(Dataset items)

=== Begin Enclosure ===

//! In-memory ledger store.
//!
//! A behavioral twin of the Postgres store for tests and database-free
//! callers. One coarse async mutex stands in for row locking: every unit of
//! work holds the whole state exclusively, which is stricter than Postgres
//! but observationally equivalent for the engine's invariants. Writes are
//! staged on a copy and only applied on commit, so rollback and
//! drop-without-commit leave no trace.

use std::sync::Arc;

use async_trait::async_trait;
use chrono::{DateTime, Utc};
use tokio::sync::{Mutex, OwnedMutexGuard};

use merchmint_core::{
    Account, AccountId, CoinTransfer, InventoryRecord, Item, LedgerError, LedgerResult,
    TokenRecord,
};
use merchmint_ledger::{LedgerStore, LedgerTx};

#[derive(Debug, Default, Clone)]
struct MemState {
    accounts: Vec<Account>,
    items: Vec<Item>,
    transfers: Vec<CoinTransfer>,
    inventory: Vec<InventoryRecord>,
    tokens: Vec<TokenRecord>,
}

#[derive(Debug, Clone, Default)]
pub struct InMemoryLedgerStore {
    state: Arc<Mutex<MemState>>,
}

impl InMemoryLedgerStore {
    pub fn new() -> Self {
        Self::default()
    }

    /// Insert an account directly, outside any unit of work. Test setup.
    pub async fn seed_account(
        &self,
        email: &str,
        password_hash: &str,
        balance: i64,
    ) -> Account {
        let account = Account::new(email, password_hash, balance);
        self.state.lock().await.accounts.push(account.clone());
        account
    }

    /// Insert a catalog item directly. Test setup.
    pub async fn seed_item(&self, name: &str, cost: i64) -> Item {
        let item = Item::new(name, cost);
        self.state.lock().await.items.push(item.clone());
        item
    }

    /// Committed balance of an account, if it exists.
    pub async fn balance_of(&self, id: AccountId) -> Option<i64> {
        self.state
            .lock()
            .await
            .accounts
            .iter()
            .find(|a| a.id == id)
            .map(|a| a.balance)
    }

    /// All committed transfer rows.
    pub async fn transfers(&self) -> Vec<CoinTransfer> {
        self.state.lock().await.transfers.clone()
    }

    /// All committed inventory rows.
    pub async fn inventory(&self) -> Vec<InventoryRecord> {
        self.state.lock().await.inventory.clone()
    }

    /// Committed token rows. Never more than one per account.
    pub async fn tokens(&self) -> Vec<TokenRecord> {
        self.state.lock().await.tokens.clone()
    }

    /// Sum of all committed balances (conservation assertions).
    pub async fn total_balance(&self) -> i64 {
        self.state.lock().await.accounts.iter().map(|a| a.balance).sum()
    }
}

#[async_trait]
impl LedgerStore for InMemoryLedgerStore {
    async fn begin(&self) -> LedgerResult<Box<dyn LedgerTx>> {
        let guard = Arc::clone(&self.state).lock_owned().await;
        let staged = guard.clone();
        Ok(Box::new(InMemoryLedgerTx { guard, staged }))
    }
}

struct InMemoryLedgerTx {
    guard: OwnedMutexGuard<MemState>,
    staged: MemState,
}

#[async_trait]
impl LedgerTx for InMemoryLedgerTx {
    async fn account_by_email(&mut self, email: &str) -> LedgerResult<Option<Account>> {
        Ok(self
            .staged
            .accounts
            .iter()
            .find(|a| a.email == email)
            .cloned())
    }

    async fn account_by_id(&mut self, id: AccountId) -> LedgerResult<Option<Account>> {
        Ok(self.staged.accounts.iter().find(|a| a.id == id).cloned())
    }

    async fn account_by_id_for_update(&mut self, id: AccountId) -> LedgerResult<Option<Account>> {
        // The whole state is already held exclusively.
        self.account_by_id(id).await
    }

    async fn account_by_email_for_update(
        &mut self,
        email: &str,
    ) -> LedgerResult<Option<Account>> {
        self.account_by_email(email).await
    }

    async fn create_account(
        &mut self,
        email: &str,
        password_hash: &str,
        starting_balance: i64,
    ) -> LedgerResult<Account> {
        if self.staged.accounts.iter().any(|a| a.email == email) {
            // Mirrors the unique constraint on accounts.email.
            return Err(LedgerError::persistence(format!(
                "create_account: unique violation: {email}"
            )));
        }
        let account = Account::new(email, password_hash, starting_balance);
        self.staged.accounts.push(account.clone());
        Ok(account)
    }

    async fn adjust_balance(&mut self, id: AccountId, delta: i64) -> LedgerResult<()> {
        let account = self
            .staged
            .accounts
            .iter_mut()
            .find(|a| a.id == id)
            .ok_or_else(|| {
                LedgerError::integrity(format!("adjust_balance touched 0 rows for account {id}"))
            })?;

        let updated = account.balance + delta;
        if updated < 0 {
            // Mirrors the balance >= 0 CHECK constraint.
            return Err(LedgerError::integrity(format!(
                "adjust_balance: check violation: balance {} + {delta} < 0",
                account.balance
            )));
        }
        account.balance = updated;
        Ok(())
    }

    async fn item_by_name(&mut self, name: &str) -> LedgerResult<Option<Item>> {
        Ok(self.staged.items.iter().find(|i| i.name == name).cloned())
    }

    async fn append_transfer_record(
        &mut self,
        sender_email: &str,
        receiver_email: &str,
        amount: i64,
    ) -> LedgerResult<CoinTransfer> {
        let transfer = CoinTransfer::new(sender_email, receiver_email, amount);
        self.staged.transfers.push(transfer.clone());
        Ok(transfer)
    }

    async fn append_inventory_record(
        &mut self,
        item_name: &str,
        owner: AccountId,
    ) -> LedgerResult<InventoryRecord> {
        let record = InventoryRecord::new(item_name, owner);
        self.staged.inventory.push(record.clone());
        Ok(record)
    }

    async fn replace_token(
        &mut self,
        account_id: AccountId,
        value: &str,
        issued_at: DateTime<Utc>,
        expires_at: DateTime<Utc>,
    ) -> LedgerResult<()> {
        self.staged.tokens.retain(|t| t.account_id != account_id);
        self.staged.tokens.push(TokenRecord {
            account_id,
            value: value.to_string(),
            issued_at,
            expires_at,
        });
        Ok(())
    }

    async fn find_token_owner(&mut self, value: &str) -> LedgerResult<Option<AccountId>> {
        Ok(self
            .staged
            .tokens
            .iter()
            .find(|t| t.value == value)
            .map(|t| t.account_id))
    }

    async fn transfers_for(&mut self, email: &str) -> LedgerResult<Vec<CoinTransfer>> {
        Ok(self
            .staged
            .transfers
            .iter()
            .filter(|t| t.sender_email == email || t.receiver_email == email)
            .cloned()
            .collect())
    }

    async fn inventory_for(&mut self, owner: AccountId) -> LedgerResult<Vec<InventoryRecord>> {
        Ok(self
            .staged
            .inventory
            .iter()
            .filter(|r| r.owner == owner)
            .cloned()
            .collect())
    }

    async fn commit(self: Box<Self>) -> LedgerResult<()> {
        let mut this = *self;
        *this.guard = this.staged;
        Ok(())
    }

    async fn rollback(self: Box<Self>) -> LedgerResult<()> {
        // Staged writes are simply discarded.
        Ok(())
    }
}
//! Site configuration management for `krafs.toml`.
//!
//! The file is optional: a base directory laid out as `src/content`,
//! `src/templates` builds into `dist` without any configuration.
//!
//! # Sections
//!
//! | Section       | Purpose                                     |
//! |---------------|---------------------------------------------|
//! | `[build]`     | Content, template and output paths; switches |
//! | `[markdown]`  | Markdown extensions                         |
//!
//! # Example
//!
//! ```toml
//! [build]
//! output = "public"
//! minify = true
//!
//! [markdown]
//! tables = true
//! ```

mod build;
pub mod defaults;
mod error;
mod markdown;

pub use build::BuildConfig;
pub use error::ConfigError;
pub use markdown::MarkdownConfig;

use crate::cli::Cli;
use anyhow::{Result, bail};
use educe::Educe;
use serde::Deserialize;
use std::{
    fs,
    path::{Path, PathBuf},
};

/// Root configuration structure representing krafs.toml
#[derive(Debug, Clone, Educe, Deserialize)]
#[educe(Default)]
#[serde(deny_unknown_fields)]
pub struct SiteConfig {
    /// Base directory every relative path resolves against
    #[serde(skip)]
    pub root: PathBuf,

    /// Build settings
    #[serde(default)]
    pub build: BuildConfig,

    /// Markdown settings
    #[serde(default)]
    pub markdown: MarkdownConfig,
}

impl SiteConfig {
    /// Parse configuration from TOML string
    pub fn from_str(content: &str) -> Result<Self, ConfigError> {
        Ok(toml::from_str(content)?)
    }

    /// Load configuration from file path
    pub fn from_path(path: &Path) -> Result<Self, ConfigError> {
        let content =
            fs::read_to_string(path).map_err(|err| ConfigError::Io(path.to_path_buf(), err))?;
        Self::from_str(&content)
    }

    /// Load the config for the CLI's base directory, falling back to defaults
    /// when the config file doesn't exist.
    pub fn load(cli: &Cli) -> Result<Self> {
        let root = expand_tilde(&cli.base_dir);
        let config_path = root.join(&cli.config);

        let mut config = if config_path.exists() {
            Self::from_path(&config_path)?
        } else {
            Self::default()
        };
        config.update_with_cli(cli, &root);
        config.validate()?;
        Ok(config)
    }

    /// Apply CLI overrides, then resolve every path against `root`
    pub fn update_with_cli(&mut self, cli: &Cli, root: &Path) {
        // CLI output paths are relative to the working directory, not the root
        if let Some(output) = &cli.output {
            self.build.output = normalize_path(&expand_tilde(output));
        }
        if cli.clean {
            self.build.clean = true;
        }
        Self::update_option(&mut self.build.minify, cli.minify.as_ref());
        Self::update_option(&mut self.build.jobs, cli.jobs.as_ref());

        self.update_path_with_root(root);
    }

    /// Update config option if CLI value is provided
    fn update_option<T: Clone>(config_option: &mut T, cli_option: Option<&T>) {
        if let Some(option) = cli_option {
            *config_option = option.clone();
        }
    }

    /// Resolve all paths relative to the root directory and make them absolute
    fn update_path_with_root(&mut self, root: &Path) {
        let root = normalize_path(root);
        self.build.content = normalize_path(&root.join(&self.build.content));
        self.build.templates = normalize_path(&root.join(&self.build.templates));
        self.build.output = normalize_path(&root.join(&self.build.output));
        self.root = root;
    }

    /// Validate that the source directories exist and stay clear of the output
    pub fn validate(&self) -> Result<()> {
        if !self.root.is_dir() {
            bail!(ConfigError::Validation(format!(
                "base directory `{}` not found",
                self.root.display()
            )));
        }
        Self::check_dir("[build.content]", &self.build.content)?;
        Self::check_dir("[build.templates]", &self.build.templates)?;

        let output = &self.build.output;
        if output.starts_with(&self.build.content) {
            bail!(ConfigError::Validation(
                "[build.output] must not be inside [build.content]".into()
            ));
        }
        // `clean` removes the output tree, which must not hold any source
        if self.root.starts_with(output)
            || self.build.content.starts_with(output)
            || self.build.templates.starts_with(output)
        {
            bail!(ConfigError::Validation(format!(
                "[build.output] `{}` must not contain the base directory, [build.content] or [build.templates]",
                output.display()
            )));
        }
        Ok(())
    }

    fn check_dir(field: &str, path: &Path) -> Result<()> {
        if !path.exists() {
            bail!(ConfigError::Validation(format!(
                "{field} `{}` not found",
                path.display()
            )));
        }
        if !path.is_dir() {
            bail!(ConfigError::Validation(format!(
                "{field} `{}` is not a directory",
                path.display()
            )));
        }
        Ok(())
    }
}

/// Expand a leading `~` to the home directory
fn expand_tilde(path: &Path) -> PathBuf {
    match path.to_str() {
        Some(s) => PathBuf::from(shellexpand::tilde(s).into_owned()),
        None => path.to_path_buf(),
    }
}

/// Normalize a path to absolute, using canonicalize if the path exists
fn normalize_path(path: &Path) -> PathBuf {
    path.canonicalize().unwrap_or_else(|_| {
        if path.is_absolute() {
            path.to_path_buf()
        } else {
            std::env::current_dir()
                .map(|cwd| cwd.join(path))
                .unwrap_or_else(|_| path.to_path_buf())
        }
    })
}

// ============================================================================
// Tests
// ============================================================================
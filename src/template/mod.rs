//! Page templates and the metadata blocks shared by templates and pages.
//!
//! - **extract**: split a leading `<!-- ... -->` block from the body
//! - **params**: parse the block's `key: value` list
//! - **store**: load every template of a directory once
//! - **render**: strict `{key}` substitution into a template skeleton

mod extract;
mod params;
mod render;
mod store;

pub use extract::extract_config;
pub use params::ParamMap;
pub use render::render;
pub use store::{Template, TemplateStore};

use std::path::PathBuf;
use thiserror::Error;

/// Template name used when a page doesn't pick one.
pub const DEFAULT_TEMPLATE: &str = "default";

/// Page parameter selecting the template.
pub const TEMPLATE_KEY: &str = "template";

/// Errors raised while loading or rendering templates.
#[derive(Debug, Error)]
pub enum TemplateError {
    #[error("template `{0}` not found")]
    NotFound(String),

    #[error("template `{template}` references `{{{key}}}` but no value was provided")]
    MissingParam { template: String, key: String },

    #[error("template `{template}` has an unmatched `{brace}` at byte {offset}")]
    Malformed {
        template: String,
        brace: char,
        offset: usize,
    },

    #[error("IO error when reading `{0}`")]
    Io(PathBuf, #[source] std::io::Error),
}
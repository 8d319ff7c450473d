//! Leading metadata block extraction.
//!
//! Pages and templates may start with an HTML comment holding parameters:
//!
//! ```text
//! <!-- template: post, title: "Hello" -->
//! # Hello
//! ```
//!
//! The comment (and one `\n` or `\r\n` after it) is removed from the body. Text that
//! doesn't start with a comment is returned untouched.

use super::params::{ParamMap, parse_params};
use regex::Regex;
use std::sync::LazyLock;

/// Anchored at the start of input; the first `-->` closes the block.
static CONFIG_BLOCK: LazyLock<Regex> = LazyLock::new(|| {
    Regex::new(r"(?s)\A(?:\s*<!--\s*(?P<params>.*?)\s*-->\r?\n?)?(?P<content>.*)")
        .expect("static pattern is valid")
});

/// Split raw text into its parameters and the remaining body.
pub fn extract_config(source: &str) -> (ParamMap, &str) {
    let Some(caps) = CONFIG_BLOCK.captures(source) else {
        return (ParamMap::new(), source);
    };

    let params = caps
        .name("params")
        .map(|m| parse_params(m.as_str()))
        .unwrap_or_default();
    let content = caps.name("content").map_or("", |m| m.as_str());

    (params, content)
}
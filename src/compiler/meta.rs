//! Source file classification and output path derivation.
//!
//! Every file under the content directory maps to exactly one output path:
//!
//! ```text
//! content/index.md        → output/index.html   (page, depth 0)
//! content/docs/page.md    → output/docs/page.html (page, depth 1)
//! content/css/style.css   → output/css/style.css  (asset, depth 1)
//! ```

use anyhow::{Result, anyhow};
use std::path::{Path, PathBuf};

/// Extension of markdown pages.
pub const PAGE_EXTENSION: &str = "md";

/// Extension of rendered pages.
pub const HTML_EXTENSION: &str = "html";

/// How a source file is turned into its output.
#[derive(Debug, Clone, Copy, PartialEq, Eq)]
pub enum FileKind {
    /// Markdown page rendered through a template
    Page,
    /// Any other file, copied verbatim
    Asset,
}

impl FileKind {
    /// Classify a path by its extension.
    pub fn of(path: &Path) -> Self {
        if path.extension().is_some_and(|ext| ext == PAGE_EXTENSION) {
            Self::Page
        } else {
            Self::Asset
        }
    }

    /// Short name used as log prefix.
    pub const fn name(self) -> &'static str {
        match self {
            Self::Page => "content",
            Self::Asset => "assets",
        }
    }
}

/// A content file with its derived output location.
#[derive(Debug, Clone, PartialEq, Eq)]
pub struct SourceFile {
    /// Source path inside the content directory
    pub source: PathBuf,
    /// Output path inside the output directory
    pub dest: PathBuf,
    /// Relative source path (for logging)
    pub relative: String,
    /// Number of directories between the content root and the file
    pub depth: usize,
    pub kind: FileKind,
}

impl SourceFile {
    /// Derive output path and depth of `source`, which must live under `content`.
    pub fn from_source(source: PathBuf, content: &Path, output: &Path) -> Result<Self> {
        let relative = source
            .strip_prefix(content)
            .map_err(|_| anyhow!("File is not in content directory: {}", source.display()))?;

        let kind = FileKind::of(relative);
        let depth = relative.parent().map_or(0, |p| p.components().count());
        let dest = match kind {
            FileKind::Page => output.join(relative).with_extension(HTML_EXTENSION),
            FileKind::Asset => output.join(relative),
        };
        let relative = relative
            .to_str()
            .ok_or_else(|| anyhow!("Invalid path encoding: {}", source.display()))?
            .replace('\\', "/");

        Ok(Self {
            source,
            dest,
            relative,
            depth,
            kind,
        })
    }
}
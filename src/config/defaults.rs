//! Default values for configuration fields.
//!
//! These functions are used by serde for default deserialization.

pub fn r#false() -> bool {
    false
}

// ============================================================================
// [build] Section Defaults
// ============================================================================

pub mod build {
    use std::path::PathBuf;

    pub fn content() -> PathBuf {
        "src/content".into()
    }

    pub fn templates() -> PathBuf {
        "src/templates".into()
    }

    pub fn output() -> PathBuf {
        "dist".into()
    }

    pub fn jobs() -> usize {
        0
    }
}
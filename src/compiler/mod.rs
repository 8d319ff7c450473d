//! Page compilation and asset copying.
//!
//! - **meta**: classify content files and derive their output paths
//! - **pages**: markdown → template → HTML
//! - **assets**: verbatim copies of everything else
//!
//! # Flow
//!
//! ```text
//! collect_all_files() ──► SourceFile ──┬── Page  ──► process_page()  ──► *.html
//!                                      └── Asset ──► process_asset() ──► copy
//! ```
//!
//! Both paths skip files whose output is at least as new as the source.

pub mod assets;
pub mod meta;
pub mod pages;

pub use assets::process_asset;
pub use meta::{FileKind, SourceFile};
pub use pages::process_page;

use crate::config::SiteConfig;
use crate::template::TemplateStore;
use anyhow::Result;
use std::path::{Path, PathBuf};
use std::time::SystemTime;
use walkdir::WalkDir;

/// Files to ignore during directory traversal
const IGNORED_FILES: &[&str] = &[".DS_Store"];

/// What happened to a single content file.
#[derive(Debug, Clone, Copy, PartialEq, Eq)]
pub enum Outcome {
    Compiled,
    Copied,
    /// Output was already up to date
    Skipped,
}

/// Collect all files from a directory recursively, following symlinks.
///
/// Unreadable entries fail the whole scan instead of silently shrinking it.
pub fn collect_all_files(dir: &Path) -> Result<Vec<PathBuf>> {
    let mut files = Vec::new();
    for entry in WalkDir::new(dir).follow_links(true) {
        let entry = entry.map_err(|err| {
            let path = err.path().unwrap_or(dir).display().to_string();
            anyhow::Error::new(err).context(format!("Failed to scan {path}"))
        })?;
        let name = entry.file_name().to_str().unwrap_or_default();
        if entry.file_type().is_file() && !IGNORED_FILES.contains(&name) {
            files.push(entry.into_path());
        }
    }
    Ok(files)
}

/// Check if destination is up-to-date compared to source and dependencies.
///
/// A destination modified at the same instant as its source counts as fresh.
pub fn is_up_to_date(src: &Path, dst: &Path, deps_mtime: Option<SystemTime>) -> bool {
    let Ok(src_time) = src.metadata().and_then(|m| m.modified()) else {
        return false;
    };
    let Ok(dst_time) = dst.metadata().and_then(|m| m.modified()) else {
        return false;
    };

    if src_time > dst_time {
        return false;
    }

    if let Some(deps) = deps_mtime
        && deps > dst_time
    {
        return false;
    }

    true
}

/// Newest modification time of any file under `dir`.
pub fn latest_mtime(dir: &Path) -> Result<Option<SystemTime>> {
    Ok(collect_all_files(dir)?
        .iter()
        .filter_map(|path| path.metadata().and_then(|m| m.modified()).ok())
        .max())
}

/// Build one content file into the output directory.
pub fn process_file(
    file: &SourceFile,
    config: &SiteConfig,
    store: &TemplateStore,
    deps_mtime: Option<SystemTime>,
) -> Result<Outcome> {
    match file.kind {
        FileKind::Page => process_page(file, config, store, deps_mtime),
        FileKind::Asset => process_asset(file),
    }
}
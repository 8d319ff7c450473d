//! `[markdown]` section configuration.
//!
//! Toggles for markdown extensions beyond CommonMark. All are off by default.

use educe::Educe;
use pulldown_cmark::Options;
use serde::Deserialize;

/// `[markdown]` section in krafs.toml.
#[derive(Debug, Clone, Educe, Deserialize)]
#[educe(Default)]
#[serde(default, deny_unknown_fields)]
pub struct MarkdownConfig {
    /// GitHub-style tables.
    pub tables: bool,

    /// `[^1]` footnotes.
    pub footnotes: bool,

    /// `~~struck~~` text.
    pub strikethrough: bool,

    /// `- [x]` task list items.
    pub tasklists: bool,

    /// Curly quotes, dashes and ellipses.
    pub smart_punctuation: bool,
}

impl MarkdownConfig {
    /// Parser options for the enabled extensions.
    pub fn options(&self) -> Options {
        let mut options = Options::empty();
        options.set(Options::ENABLE_TABLES, self.tables);
        options.set(Options::ENABLE_FOOTNOTES, self.footnotes);
        options.set(Options::ENABLE_STRIKETHROUGH, self.strikethrough);
        options.set(Options::ENABLE_TASKLISTS, self.tasklists);
        options.set(Options::ENABLE_SMART_PUNCTUATION, self.smart_punctuation);
        options
    }
}

#[cfg(test)]
mod tests {
    use super::*;

    #[test]
    fn test_default_is_plain_commonmark() {
        assert!(MarkdownConfig::default().options().is_empty());
    }

    #[test]
    fn test_enabled_extensions() {
        let config: MarkdownConfig = toml::from_str("tables = true\nfootnotes = true").unwrap();
        let options = config.options();
        assert!(options.contains(Options::ENABLE_TABLES));
        assert!(options.contains(Options::ENABLE_FOOTNOTES));
        assert!(!options.contains(Options::ENABLE_STRIKETHROUGH));
    }

    #[test]
    fn test_unknown_field_rejected() {
        assert!(toml::from_str::<MarkdownConfig>("math = true").is_err());
    }
}
//! `key: value` parameter lists found inside metadata blocks.
//!
//! ```text
//! template: post, title: "Hello, world", lang: en
//! ```
//!
//! Keys and values are either bare words or double-quoted strings. Text that
//! does not fit the grammar is skipped rather than rejected.

use regex::Regex;
use std::{collections::HashMap, sync::LazyLock};

/// Parameters attached to a page or a template.
pub type ParamMap = HashMap<String, String>;

/// One pair per match, introduced by start-of-input or a comma.
/// Quoted tokens stop at the first closing quote.
static PAIR: LazyLock<Regex> = LazyLock::new(|| {
    Regex::new(r#"(?:^|,)\s*("[^\n]*?"|\w+)\s*:\s*("[^\n]*?"|\w+)\s*"#)
        .expect("static pattern is valid")
});

/// Parse a raw parameter list. Later duplicates overwrite earlier ones.
pub fn parse_params(raw: &str) -> ParamMap {
    if raw.is_empty() {
        return ParamMap::new();
    }
    PAIR.captures_iter(raw)
        .map(|caps| {
            let key = strip_quotes(&caps[1]).to_owned();
            let value = strip_quotes(&caps[2]).to_owned();
            (key, value)
        })
        .collect()
}

fn strip_quotes(token: &str) -> &str {
    token
        .strip_prefix('"')
        .and_then(|t| t.strip_suffix('"'))
        .unwrap_or(token)
}
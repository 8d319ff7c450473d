use super::{Outcome, SourceFile, is_up_to_date};
use crate::log;
use anyhow::{Context, Result};
use std::fs;

/// Copy a non-page content file to its output path unless it is up to date.
pub fn process_asset(file: &SourceFile) -> Result<Outcome> {
    // Assets don't depend on templates, just check source vs dest
    if is_up_to_date(&file.source, &file.dest, None) {
        return Ok(Outcome::Skipped);
    }

    if let Some(parent) = file.dest.parent() {
        fs::create_dir_all(parent)
            .with_context(|| format!("Failed to create {}", parent.display()))?;
    }
    fs::copy(&file.source, &file.dest).with_context(|| {
        format!(
            "Failed to copy {} to {}",
            file.source.display(),
            file.dest.display()
        )
    })?;

    log!(file.kind.name(); "{}", file.relative);
    Ok(Outcome::Copied)
}

#[cfg(test)]
mod tests {
    use super::*;
    use crate::compiler::tests::set_mtime;
    use std::time::{Duration, UNIX_EPOCH};
    use tempfile::TempDir;

    fn asset(dir: &TempDir, relative: &str, bytes: &[u8]) -> SourceFile {
        let content = dir.path().join("content");
        let path = content.join(relative);
        fs::create_dir_all(path.parent().unwrap()).unwrap();
        fs::write(&path, bytes).unwrap();
        SourceFile::from_source(path, &content, &dir.path().join("out")).unwrap()
    }

    #[test]
    fn test_copy_is_byte_identical() {
        let dir = TempDir::new().unwrap();
        let bytes = b"body { color: red; }\n\x00\xff";
        let file = asset(&dir, "css/style.css", bytes);

        assert_eq!(process_asset(&file).unwrap(), Outcome::Copied);
        assert_eq!(fs::read(dir.path().join("out/css/style.css")).unwrap(), bytes);
    }

    #[test]
    fn test_fresh_asset_is_skipped() {
        let dir = TempDir::new().unwrap();
        let file = asset(&dir, "logo.svg", b"<svg/>");
        fs::create_dir_all(dir.path().join("out")).unwrap();
        fs::write(&file.dest, "sentinel").unwrap();

        let t = UNIX_EPOCH + Duration::from_secs(1_700_000_000);
        set_mtime(&file.source, t);
        set_mtime(&file.dest, t + Duration::from_secs(1));

        assert_eq!(process_asset(&file).unwrap(), Outcome::Skipped);
        assert_eq!(fs::read_to_string(&file.dest).unwrap(), "sentinel");

        set_mtime(&file.source, t + Duration::from_secs(2));
        assert_eq!(process_asset(&file).unwrap(), Outcome::Copied);
        assert_eq!(fs::read_to_string(&file.dest).unwrap(), "<svg/>");
    }
}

=== End Enclosure ===

Return all lines in the data that include the word "AccountId".

**RESPONSE AREA**:
    Account, AccountId, CoinTransfer, InventoryRecord, Item, LedgerError, LedgerResult,
    pub async fn balance_of(&self, id: AccountId) -> Option<i64> {
    async fn account_by_id(&mut self, id: AccountId) -> LedgerResult<Option<Account>> {
    async fn account_by_id_for_update(&mut self, id: AccountId) -> LedgerResult<Option<Account>> {
    async fn adjust_balance(&mut self, id: AccountId, delta: i64) -> LedgerResult<()> {
        owner: AccountId,
        account_id: AccountId,
    async fn find_token_owner(&mut self, value: &str) -> LedgerResult<Option<AccountId>> {
    async fn inventory_for(&mut self, owner: AccountId) -> LedgerResult<Vec<InventoryRecord>> {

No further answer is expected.